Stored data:
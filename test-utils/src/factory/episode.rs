use chrono::{DateTime, Utc};
use sea_orm::{ActiveModelTrait, ActiveValue, DatabaseConnection, DbErr};

use crate::factory::helpers::next_id;

/// Factory for creating episode entities.
pub struct EpisodeFactory<'a> {
    db: &'a DatabaseConnection,
    chapter_id: i32,
    title: String,
    album: String,
    artist: String,
    url: Option<String>,
    content: Option<String>,
    premium: bool,
    top: bool,
    created_at: DateTime<Utc>,
}

impl<'a> EpisodeFactory<'a> {
    /// Defaults: `"Episode {id}"` on `"Album {id}"` by `"Artist {id}"`, premium, no audio url.
    pub fn new(db: &'a DatabaseConnection, chapter_id: i32) -> Self {
        let id = next_id();
        Self {
            db,
            chapter_id,
            title: format!("Episode {}", id),
            album: format!("Album {}", id),
            artist: format!("Artist {}", id),
            url: None,
            content: None,
            premium: true,
            top: false,
            created_at: Utc::now(),
        }
    }

    pub fn title(mut self, title: impl Into<String>) -> Self {
        self.title = title.into();
        self
    }

    pub fn artist(mut self, artist: impl Into<String>) -> Self {
        self.artist = artist.into();
        self
    }

    pub fn url(mut self, url: impl Into<String>) -> Self {
        self.url = Some(url.into());
        self
    }

    pub fn content(mut self, content: impl Into<String>) -> Self {
        self.content = Some(content.into());
        self
    }

    pub fn premium(mut self, premium: bool) -> Self {
        self.premium = premium;
        self
    }

    pub fn top(mut self, top: bool) -> Self {
        self.top = top;
        self
    }

    pub fn created_at(mut self, created_at: DateTime<Utc>) -> Self {
        self.created_at = created_at;
        self
    }

    pub async fn build(self) -> Result<entity::episode::Model, DbErr> {
        entity::episode::ActiveModel {
            title: ActiveValue::Set(self.title),
            album: ActiveValue::Set(self.album),
            artist: ActiveValue::Set(self.artist),
            artwork: ActiveValue::Set(None),
            url: ActiveValue::Set(self.url),
            description: ActiveValue::Set(None),
            content: ActiveValue::Set(self.content),
            is_premium: ActiveValue::Set(self.premium),
            is_top: ActiveValue::Set(self.top),
            chapter_id: ActiveValue::Set(self.chapter_id),
            created_at: ActiveValue::Set(self.created_at),
            ..Default::default()
        }
        .insert(self.db)
        .await
    }
}

pub async fn create_episode(
    db: &DatabaseConnection,
    chapter_id: i32,
) -> Result<entity::episode::Model, DbErr> {
    EpisodeFactory::new(db, chapter_id).build().await
}

#[cfg(test)]
mod tests {
    use crate::{builder::TestBuilder, factory::helpers::create_episode_with_dependencies};
    use sea_orm::DbErr;

    #[tokio::test]
    async fn creates_episode_hierarchy() -> Result<(), DbErr> {
        let test = TestBuilder::new()
            .with_content_tables()
            .build()
            .await
            .unwrap();
        let db = test.db.as_ref().unwrap();

        let (category, book, chapter, episode) = create_episode_with_dependencies(db).await?;

        assert_eq!(book.category_id, category.id);
        assert_eq!(chapter.book_id, book.id);
        assert_eq!(episode.chapter_id, chapter.id);
        assert!(episode.is_premium);
        assert!(!episode.is_top);

        Ok(())
    }
}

▶ Work to complete
Read through the lines above and collect those that contain the string "format".

▶ Task solution
            title: format!("Episode {}", id),
            album: format!("Album {}", id),
            artist: format!("Artist {}", id),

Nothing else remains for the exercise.